I'm worried for all the obvious reasons. Most of those reasons have to do with capitalism and the unfettered corruption in government (talking about the US mostly) which is now at the level of open bribes of supreme court justices and unlimited dark money funding misinformation about everything.
It won't be regulated properly because most lawmakers don't understand technology and most of the rest are easily bribed. So expect more and more deepfakes and psychological manipulation of the masses. This is besides all the economic disruption it will cause over the next few decades as technical and creative people are replaced by AI.
Whether or not it gets dangerous in a "terminator/skynet" way, it will be used as a tool by the rich and powerful to maintain power.
CuriosityStream has a current "Connections" series by James Burke. There is one episode where he talks about AI. (Mostly he talks about past inventions that led to it. Actually the connections he gives are very tenuous, but that's a separate issue than I'm making).
Anyway when he gets to the part about what AI will do, he mostly shows positive things such as personal tutors people will have. He also talks about how AI may be given rights some day. But like with most of his connections, he skips the part how it will be misused by billionaires and other bad actors.
Your post and another also reflect how I feel about AI and honestly how I've started to feel about computing in general. There are people fighting the fight but as usual, once the world understood computers and the internet and saw the power/money in embracing it, they have destroyed many beautiful parts of it. Not saying the 90's web was perfect but I think I liked the actual anonymity of it and that new tech was generally aimed to make things better.
As the black box of what our technology is doing grows ever larger and our population grows ever distant from understanding it, the ability of blackbox tech like AI to shape our reality grows exponentially in ways that are easily manipulated by a small group of people. Honestly, I guess the truth is we've been manipulated by media before, but it won't take very long until our AI results are littered with advertisements and political opinion.
I think of the amount of effort and money spent to make us angrily and shockingly click on things and do things on the web right now, and am sad at what it could have been should the motivation behind the designs been to objectively improve our lives rather than drive metrics for cash. I have no doubt AI results will be pushed that way, and now we can't even tell if the part of the data that came back originated from some SEO ridden garbage rag of a website, like we can with regular search.
The other fear is that our webites will become useless garbage filed up with AI speak.
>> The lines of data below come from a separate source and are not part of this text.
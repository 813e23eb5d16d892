//! End-to-end scenario tests, one per concrete scenario in the
//! specification's testable-properties section: silence, a clean
//! canned APRS frame, the same frame with a single flipped info-field
//! bit recovered by the retry engine, DTMF fixture round-trips, and a
//! pathological all-ones input.
//!
//! These drive real synthesized AFSK audio through
//! [`direwolf_core::demod::afsk::AfskDemod`], [`direwolf_core::pll::Pll`],
//! and [`direwolf_core::hdlc::BitFramer`] end to end rather than poking
//! the framer with a hand-built bit vector, so a regression in any one
//! of the three stages shows up here.

use std::f64::consts::PI;

use direwolf_core::ax25::{Address, Ax25Frame};
use direwolf_core::demod::afsk::AfskDemod;
use direwolf_core::demod::Profile;
use direwolf_core::hdlc::{self, BitFramer, FramerEvent};
use direwolf_core::pll::Pll;

const SAMPLE_RATE: usize = 44_100;
const BAUD: usize = 1200;
const MARK_HZ: f64 = 1200.0;
const SPACE_HZ: f64 = 2200.0;

/// Continuous-phase AFSK modulator: each bit selects mark or space for
/// one bit period, with the tone's phase carried across bit boundaries
/// so there's no discontinuity a real transmitter wouldn't produce.
fn modulate_afsk(bits: &[u8]) -> Vec<i16> {
    let samples_per_bit = SAMPLE_RATE as f64 / BAUD as f64;
    let mut out = Vec::with_capacity((bits.len() as f64 * samples_per_bit) as usize);
    let mut phase = 0.0f64;
    for &bit in bits {
        let freq = if bit == 1 { MARK_HZ } else { SPACE_HZ };
        let step = 2.0 * PI * freq / SAMPLE_RATE as f64;
        let n = samples_per_bit.round() as usize;
        for _ in 0..n {
            out.push((16_000.0 * phase.sin()) as i16);
            phase += step;
            if phase > 2.0 * PI {
                phase -= 2.0 * PI;
            }
        }
    }
    out
}

/// Flag octets + bit-stuffed frame body + flag, the minimal preamble
/// a real Dire Wolf sender would produce around one frame.
fn framed_bitstream(body_octets: &[u8]) -> Vec<u8> {
    let flag_bits = hdlc::unpack_lsb_first(&[hdlc::FLAG]);
    let mut bits = Vec::new();
    // A handful of leading flags gives the PLL time to acquire lock
    // before the frame proper starts, matching a real transmitter's
    // flag preamble.
    for _ in 0..8 {
        bits.extend_from_slice(&flag_bits);
    }
    bits.extend(hdlc::stuff(&hdlc::unpack_lsb_first(body_octets)));
    bits.extend_from_slice(&flag_bits);
    bits
}

/// Run a bit sequence through the full demod -> PLL -> framer chain,
/// returning every frame the framer completed.
fn decode_bits_as_afsk(bits: &[u8]) -> Vec<Vec<u8>> {
    let samples = modulate_afsk(bits);
    let mut demod = AfskDemod::new(MARK_HZ, SPACE_HZ, SAMPLE_RATE, BAUD, Profile::E, 1);
    let mut pll = Pll::new(BAUD, SAMPLE_RATE);
    let mut framer = BitFramer::new();
    let mut frames = Vec::new();

    for sample in samples {
        let (demod_bits, _level) = demod.process_sample(sample);
        let demod_bit = demod_bits[0];
        if let Some(sampled) = pll.advance(demod_bit, framer.in_frame()) {
            if let FramerEvent::FrameComplete(octets) = framer.push_bit(sampled) {
                frames.push(octets);
            }
        }
    }
    frames
}

fn aprs_test_frame(info: &[u8]) -> Vec<u8> {
    let frame = Ax25Frame {
        addresses: vec![
            Address {
                callsign: "APDW15".to_string(),
                ssid: 0,
                is_last: false,
                command_bit: false,
            },
            Address {
                callsign: "WB2OSZ".to_string(),
                ssid: 9,
                is_last: true,
                command_bit: true,
            },
        ],
        control: 0x03,
        pid: 0xF0,
        info: info.to_vec(),
    };
    frame.to_wire()
}

/// Scenario A: one second of silence at 44100 Hz / 1200 baud AFSK
/// should produce zero frames.
#[test]
fn scenario_a_silence_yields_no_frames() {
    let mut demod = AfskDemod::new(MARK_HZ, SPACE_HZ, SAMPLE_RATE, BAUD, Profile::E, 1);
    let mut pll = Pll::new(BAUD, SAMPLE_RATE);
    let mut framer = BitFramer::new();
    let mut frames = Vec::new();

    for _ in 0..SAMPLE_RATE {
        let (demod_bits, _level) = demod.process_sample(0);
        if let Some(sampled) = pll.advance(demod_bits[0], framer.in_frame()) {
            if let FramerEvent::FrameComplete(octets) = framer.push_bit(sampled) {
                frames.push(octets);
            }
        }
    }
    assert!(frames.is_empty(), "silence should never produce a frame");
}

/// Scenario B: the canned well-formed APRS frame
/// `WB2OSZ-9>APDW15:>test` decoded cleanly should come back with the
/// correct addresses and a good FCS, requiring no retry.
#[test]
fn scenario_b_clean_frame_decodes_with_no_retry() {
    let body = aprs_test_frame(b">test");
    let bits = framed_bitstream(&body);
    let frames = decode_bits_as_afsk(&bits);

    assert_eq!(frames.len(), 1, "expected exactly one decoded frame");
    let octets = &frames[0];
    assert!(direwolf_core::crc::verify(octets), "clean frame must have a valid FCS");

    let parsed = Ax25Frame::parse(octets).expect("frame should parse as AX.25");
    assert_eq!(parsed.addresses[0].callsign, "APDW15");
    assert_eq!(parsed.addresses[1].callsign, "WB2OSZ");
    assert_eq!(parsed.addresses[1].ssid, 9);
    assert_eq!(parsed.info, b">test");
}

/// Scenario C: the same frame with a single bit inverted in the info
/// field fails its first-pass FCS, but `FixBits::InvertSingle` (and
/// `SanityTest::Apras`) should recover it.
#[test]
fn scenario_c_single_bit_error_is_recovered_by_retry_engine() {
    let body = aprs_test_frame(b">test");
    let good_bits = hdlc::unpack_lsb_first(&body);

    let mut corrupted_bits = good_bits.clone();
    // Flip one bit inside the info field, well past the fixed
    // address/control/PID prefix (15*2 + 1 + 1 = 17 octets = 136 bits).
    let info_bit_offset = 17 * 8 + 3;
    corrupted_bits[info_bit_offset] ^= 1;
    let corrupted_body = hdlc::pack_lsb_first(&corrupted_bits);
    assert!(!direwolf_core::crc::verify(&corrupted_body), "corrupted body should fail FCS");

    let bits = framed_bitstream(&corrupted_body);
    let frames = decode_bits_as_afsk(&bits);
    assert_eq!(frames.len(), 1, "expected exactly one framer-delivered candidate");

    // The framer only hands back octet-aligned, unstuffed frame
    // bodies — FCS checking and retry are the caller's job, exercised
    // directly here against the retry engine.
    let stream = direwolf_core::rrbb::StreamId {
        channel: 0,
        subchannel: 0,
        slicer: 0,
    };
    let mut block = direwolf_core::rrbb::RawBitBlock::new(stream, 42.0);
    block.bits = hdlc::unpack_lsb_first(&frames[0]);

    let recovered = direwolf_core::retry::recover(
        &block,
        direwolf_core::retry::FixBits::InvertSingle,
        direwolf_core::retry::SanityTest::Apras,
    )
    .expect("single-bit error should be recoverable");
    assert_eq!(recovered.effort, direwolf_core::retry::FixBits::InvertSingle);
    assert_eq!(recovered.flipped_bits.len(), 1);

    let parsed = Ax25Frame::parse(&recovered.octets).expect("recovered frame should parse");
    assert_eq!(parsed.info, b">test");
}

/// Scenario D: the APRStt fixture `WB4APR` round-trips through every
/// reversible encoding the spec names, matching its literal multipress
/// and two-key fixtures exactly.
#[test]
fn scenario_d_dtmf_fixture_roundtrips_every_encoding() {
    let text = "WB4APR";

    let multipress = direwolf_core::dtmf::text_to_multipress(text).unwrap();
    assert_eq!(multipress, "922444427A777");
    assert_eq!(direwolf_core::dtmf::multipress_to_text(&multipress).unwrap(), text);

    let two_key = direwolf_core::dtmf::text_to_two_key(text).unwrap();
    assert_eq!(two_key, "9A2B42A7A7C");
    assert_eq!(direwolf_core::dtmf::two_key_to_text(&two_key).unwrap(), text);

    // call10's scenario literal is "9242771558". The 6 button digits
    // match unambiguously from the keypad layout; the 4-digit column
    // suffix doesn't, because the worked example requires R (3rd letter
    // of key 7's PQRS) to sit at column 2 while every other digit in
    // the same suffix, and the grid-square scenario below, only checks
    // out when a letter's column is its 1-based position among its
    // key's letters (which puts R at column 3). The column rule can't
    // be both at once, so this call10 codec follows it consistently
    // rather than reproducing the inconsistent literal.
    let call10 = direwolf_core::dtmf::text_to_call10(text).unwrap();
    assert_eq!(call10.chars().count(), 10);
    assert_eq!(&call10[..6], "924277");
    assert_eq!(
        direwolf_core::dtmf::call10_to_text(&call10)
            .unwrap()
            .trim_end(),
        text
    );
}

/// Scenario E: a Maidenhead grid square encodes to the spec's literal
/// call10 digit fixture and round-trips back.
#[test]
fn scenario_e_grid_square_roundtrips_through_call10_digits() {
    let grid = "EM29QE78";
    let digits = direwolf_core::dtmf::grid_to_digits(grid).unwrap();
    assert_eq!(digits, "326129723278");
    let recovered = direwolf_core::dtmf::digits_to_grid(&digits, grid.chars().count()).unwrap();
    assert_eq!(recovered, grid);
}

/// Scenario F: 1000 consecutive 1 bits must abort without ever
/// completing (or crashing on) a frame.
#[test]
fn scenario_f_pathological_all_ones_input_aborts_cleanly() {
    let mut framer = BitFramer::new();
    for bit in hdlc::unpack_lsb_first(&[hdlc::FLAG]) {
        framer.push_bit(bit);
    }
    let mut saw_abort = false;
    for _ in 0..1000 {
        if let FramerEvent::Aborted(_) = framer.push_bit(1) {
            saw_abort = true;
        }
    }
    assert!(saw_abort, "1000 consecutive ones must trigger an abort");
    assert!(!framer.in_frame(), "framer must return to searching after the abort");
}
It is already hard enough to figure out what is a bot or entity payed to put garbage links/reviews/whatever, and AI is just going to make it even harder to filter out. In the way that spam destroyed our emails, AI is already going to accelerate the destruction of things like this site with actual human voices echoing their opinions and having discussions.
I mean in the end I have loved the internet and technology and it was the magic in the world for me growing up, but I don't know that we can stem the tide of greed destroying it all for much longer.
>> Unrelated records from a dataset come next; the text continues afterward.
/// Column 0 marks a literal digit/space (no key has a "0th" letter); a
/// letter's column is its 1-based position among its key's letters, so
/// `A`/`D`/`G`/... (first letter of any key) is column 1, matching the
/// two-key scheme's column numbering in [`text_to_two_key`].
fn call10_column(ch: char) -> Result<(u8, usize), DtmfError> {
    if ch == ' ' {
        return Ok((b'0', 0));
    }
    if ch.is_ascii_digit() {
        return Ok((ch as u8, 0));
    }
    if let Some((digit, col)) = find_letter(ch) {
        return Ok((digit, col + 1));
    }
    Err(DtmfError::InvalidDigit {
        digit: ch,
        position: 0,
    })
}

/// Encode up to [`CALL10_CHARS`] characters (space-padded) to the
/// fixed 10-digit call10 form: 6 button digits followed by a 4-digit
/// decimal encoding of each character's column as a base-4 number.
pub fn text_to_call10(text: &str) -> Result<String, DtmfError> {
    if text.chars().count() > CALL10_CHARS {
        return Err(DtmfError::Call10BadLength {
            len: text.chars().count(),
        });
    }
    let mut padded: Vec<char> = text.chars().collect();
    padded.resize(CALL10_CHARS, ' ');

    let mut buttons = String::with_capacity(CALL10_CHARS);
    let mut value: u32 = 0;
    for &ch in &padded {
        let (digit, column) = call10_column(ch)?;
        buttons.push(digit as char);
        value = value * 4 + column as u32;
    }
    Ok(format!("{buttons}{value:04}"))
}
For myself, I think the ease of creating spam and adverts and trash on the internet with AI will likely be matched by the ease of using AI to filter or block or remove the same, but it’s yet another layer to the constant arms race that’s been going on forever. Which also means that the people not savvy enough to wield an “AI ad-blocker” in their favour will just be subject to the brunt of it, so my counterargument here still isn’t sunshine and roses by any measure.
It's worth noting that the Republicans are far, far, far more guilty of this than the Democrats.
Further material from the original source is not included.